The blend of raunchiness and tenderness expands significantly upon the film’s gimmicky hook: an undependable, sad sack of a father creates a fraudulent online profile in order to follow his exasperated son, who has blocked dad from his life entirely. The twenty-something Franklin (played by Morosini) has just arrived back to his mother’s home after a stint in therapy following a suicide attempt, and he hopes this clean break will be therapeutic. Apparently, the plot is based on something that really happened to Morosini, according to the opening credits, which also claim that “My dad asked me to tell you it didn’t.”
Chuck (Patton Oswalt, at his most hangdog) uploads photos (including bikini shots) from an actual online profile, that of Becca Thompson (influence-turned-actress Claudia Sulewski), a young waitress with a beaming smile who works at his local diner in Augusta, Maine. From their first contact, a perplexed Franklin asks Becca why he’s her first and only connection listed on her profile. She—that is, Chuck—says she is starting a new account after taking a social media break.
Over the course of several days, the breezy back and forth banter leads to him asking for her phone number. At this juncture, Chuck enlists his randy and uninhibited boss, Erica (the ever-dependable Rachel Dratch), to impersonate Becca. Rachel finds Chuck’s scheme mean and stupid, but when he agrees to have sex with her in the office, she’s on board, and in her phone chats with Franklin, sex rapidly rises to the occasion. (Erica has clearly avoided all sexual harassment prevention training.)
Morosini imaginatively stages the online interactions, in which virtual chats become real, at least in Franklin’s mind, and the entire cast is game.
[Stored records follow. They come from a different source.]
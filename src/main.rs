use std::collections::HashMap;
use std::net::SocketAddr;
use std::sync::Arc;

use tokio::sync::{broadcast, mpsc};
use tracing::{error, info, warn};
use tracing_subscriber::{layer::SubscriberExt, util::SubscriberInitExt};
use zeroize::Zeroizing;

use tradegate::application::actors::health_monitor::{ConnectionHealthMonitor, HealthMessage};
use tradegate::application::handlers::api::{self, ApiState};
use tradegate::application::services::execution_gateway::ExecutionGateway;
use tradegate::application::services::trade_dispatcher::TradeDispatcher;
use tradegate::auth::ApiKeys;
use tradegate::config::TradingConfig;
use tradegate::domain::entities::account_mode::AccountMode;
use tradegate::domain::repositories::broker_client::BrokerEndpoint;
use tradegate::domain::services::approval_broker::ApprovalBroker;
use tradegate::domain::services::pipeline::{PipelineCoordinator, PipelinePorts};
use tradegate::domain::services::safety_gate::SafetyGate;
use tradegate::infrastructure::gateway_client::{GatewayClient, GatewayClientConfig};
use tradegate::infrastructure::oracle_client::OracleClient;
use tradegate::infrastructure::twilio_client::{TwilioClient, TwilioConfig};
use tradegate::persistence::repository::SqliteStore;
use tradegate::persistence::{init_database_with, DatabaseConfig};
use tradegate::rate_limit::create_rate_limiter;
use tradegate::secrets::{ControlPlaneSecrets, SecretConfig};
use tradegate::task_runner::{run_periodic, BackoffConfig};

#[tokio::main]
async fn main() -> Result<(), Box<dyn std::error::Error>> {
    dotenvy::dotenv().ok();

    tracing_subscriber::registry()
        .with(
            tracing_subscriber::EnvFilter::try_from_default_env()
                .unwrap_or_else(|_| "tradegate=info".into()),
        )
        .with(tracing_subscriber::fmt::layer())
        .init();

    info!("Tradegate control plane starting...");

    let config = TradingConfig::from_env();
    info!(
        "Policy: {:?}, account modes: {:?}, symbols: {}",
        config.execution_policy,
        config.enabled_modes,
        config.symbols.len()
    );

    let db_config = DatabaseConfig::from_env();
    let pool = init_database_with(&db_config).await?;
    let store = Arc::new(SqliteStore::new(pool));
    info!("✅ Database ready at {}", db_config.url);

    let secrets = ControlPlaneSecrets::load(&SecretConfig::from_env())?;
    let api_keys = Arc::new(ApiKeys::parse(&secrets.api_keys)?);
    info!("Loaded {} operator API key(s)", api_keys.len());

    // One gateway session and one health monitor per account mode
    let mut gateways = Vec::new();
    let mut monitors: HashMap<AccountMode, mpsc::Sender<HealthMessage>> = HashMap::new();
    for mode in &config.enabled_modes {
        let settings = config.broker(*mode);
        let client = GatewayClient::new(
            GatewayClientConfig {
                base_url: settings.base_url.clone(),
                endpoint: BrokerEndpoint {
                    host: settings.host.clone(),
                    port: settings.port,
                    client_id: settings.client_id,
                },
                request_timeout: config.gateway.connect_timeout,
            },
            secrets.gateway_token.clone(),
        )?;
        let gateway = Arc::new(ExecutionGateway::new(
            *mode,
            Arc::new(client),
            store.clone(),
            config.gateway.clone(),
        ));

        if !gateway
            .connect(config.gateway.max_retries, config.gateway.retry_backoff)
            .await
        {
            warn!("❌ {} gateway unavailable at start-up; the health monitor will keep trying", mode);
        }

        let sender = ConnectionHealthMonitor::spawn(gateway.clone(), store.clone(), config.health.clone());
        monitors.insert(*mode, sender);
        gateways.push(gateway);
    }

    let twilio_token = secrets
        .twilio_auth_token
        .clone()
        .unwrap_or_else(|| Zeroizing::new(String::new()));
    if twilio_token.is_empty() {
        warn!("No Twilio auth token configured; confirmation SMS will be refused by the provider");
    }
    let twilio = TwilioClient::new(
        TwilioConfig {
            base_url: config.twilio.base_url.clone(),
            account_sid: config.twilio.account_sid.clone(),
            from_number: config.twilio.from_number.clone(),
            to_number: config.twilio.to_number.clone(),
        },
        twilio_token,
    )?;

    let approvals = Arc::new(ApprovalBroker::new(
        Arc::new(twilio),
        store.clone(),
        config.approval.clone(),
    ));
    match approvals.restore_pending().await {
        Ok(0) => {}
        Ok(count) => info!("Restored {} pending confirmation(s)", count),
        Err(e) => error!("Failed to restore pending confirmations: {}", e),
    }

    let dispatcher = Arc::new(TradeDispatcher::new(
        config.execution_policy,
        approvals.clone(),
        gateways.clone(),
        store.clone(),
    ));

    let oracle = Arc::new(OracleClient::new(&config.oracle.base_url, config.oracle.timeout)?);
    let pipeline = Arc::new(PipelineCoordinator::new(
        PipelinePorts {
            market_data: oracle.clone(),
            forecaster: oracle.clone(),
            trust: oracle.clone(),
            reasoning: oracle,
            decisions: store.clone(),
            handoff: dispatcher.clone(),
        },
        SafetyGate::new(config.safety.clone()),
        config.pipeline.clone(),
    ));

    let (shutdown_tx, _) = broadcast::channel::<()>(1);
    let mut workers = Vec::new();

    {
        let pipeline = pipeline.clone();
        let symbols = config.symbols.clone();
        workers.push(tokio::spawn(run_periodic(
            "pipeline",
            config.workers.pipeline,
            BackoffConfig::default(),
            shutdown_tx.subscribe(),
            move || {
                let pipeline = pipeline.clone();
                let symbols = symbols.clone();
                async move {
                    let summary = pipeline.run(&symbols).await.map_err(|e| e.to_string())?;
                    if summary.halted {
                        return Err(format!(
                            "trading halted: {}",
                            summary.halt_reason.unwrap_or_default()
                        ));
                    }
                    Ok(())
                }
            },
        )));
    }

    {
        let dispatcher = dispatcher.clone();
        workers.push(tokio::spawn(run_periodic(
            "approval-replies",
            config.workers.reply_poll,
            BackoffConfig::default(),
            shutdown_tx.subscribe(),
            move || {
                let dispatcher = dispatcher.clone();
                async move {
                    let pass = dispatcher.run_approval_pass().await.map_err(|e| e.to_string())?;
                    if let Some(report) = &pass.settled {
                        info!("✅ Approved trade {} settled as {}", report.trade_id, report.status);
                    }
                    if pass.expired > 0 {
                        info!("{} confirmation(s) expired", pass.expired);
                    }
                    for report in &pass.retried {
                        info!("Retried approved trade {} settled as {}", report.trade_id, report.status);
                    }
                    if let Some(e) = pass.reply_error {
                        return Err(format!("reply processing failed: {}", e));
                    }
                    Ok(())
                }
            },
        )));
    }

    for gateway in &gateways {
        let gateway = gateway.clone();
        let name = format!("reconcile-{}", gateway.account_mode());
        let period = config.workers.reconcile;
        let shutdown = shutdown_tx.subscribe();
        workers.push(tokio::spawn(async move {
            run_periodic(&name, period, BackoffConfig::default(), shutdown, move || {
                let gateway = gateway.clone();
                async move {
                    gateway
                        .reconcile_submitted()
                        .await
                        .map(|_| ())
                        .map_err(|e| e.to_string())
                }
            })
            .await
        }));
    }

    let app = api::router(
        ApiState {
            dispatcher: dispatcher.clone(),
            requests: store.clone(),
            connections: store.clone(),
            decisions: store.clone(),
        },
        api_keys,
        create_rate_limiter(&config.server.rate_limit),
    );

    let addr: SocketAddr = config.server.bind_addr.parse()?;
    let listener = tokio::net::TcpListener::bind(addr).await?;
    info!("Listening on {}", addr);

    let shutdown_signal = async move {
        let ctrl_c = async {
            match tokio::signal::ctrl_c().await {
                Ok(()) => info!("Received Ctrl+C signal"),
                Err(e) => error!("Failed to install Ctrl+C handler: {}", e),
            }
        };

        #[cfg(unix)]
        let terminate = async {
            match tokio::signal::unix::signal(tokio::signal::unix::SignalKind::terminate()) {
                Ok(mut sig) => {
                    sig.recv().await;
                    info!("Received SIGTERM signal");
                }
                Err(e) => error!("Failed to install SIGTERM handler: {}", e),
            }
        };

        #[cfg(not(unix))]
        let terminate = std::future::pending::<()>();

        tokio::select! {
            _ = ctrl_c => {},
            _ = terminate => {},
        }
    };

    info!("Server started successfully. Press Ctrl+C to stop.");
    axum::serve(listener, app)
        .with_graceful_shutdown(shutdown_signal)
        .await?;

    info!("Server shutting down gracefully...");

    let _ = shutdown_tx.send(());
    for worker in workers {
        if let Err(e) = worker.await {
            error!("Worker task ended abnormally: {}", e);
        }
    }

    for (mode, sender) in monitors {
        if sender.send(HealthMessage::Shutdown).await.is_err() {
            warn!("{} health monitor already stopped", mode);
        }
    }

    for gateway in &gateways {
        gateway.disconnect().await;
    }

    info!("Shutdown complete");
    Ok(())
}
One moment, he imagines Becca sitting on a rooftop with him; the next, they are jogging together, while their dialogue underscores how banal online conversations often are. When Franklin fantasizes he’s French kissing Becca, on screen he’s actually making out with the culprit behind the virtual façade—dad—and taking the film’s title too literally.
The scenario doubles as confirmation bias in action: Franklin ignores warning signs and willingly believes he has found his soul mate. Chuck often answers Franklin’s texts to Becca while standing next to his son. And without Franklin realizing it, Becca’s texts begin sounding a lot like advice from a father. The only one who is completely put-upon and without much say in the entire affair is Chuck’s ex-wife and Franklin’s mother, Diane (Amy Landecker), the family’s nagging naysayer.
As much it succeeds as a discomfiting and cringey comedy, I Love My Dad also works in part as a drama of an estranged family. But even in the darker moments between father and son, the scale never slips too long toward the darker side, without downplaying Chuck’s eyebrow-raising, self-absorbed actions. Thanks to him, this may be the best unofficial sequel to the 2010 documentary Catfish.
I Love My Dad won the 2022 SXSW Grand Jury Award for Narrative Feature.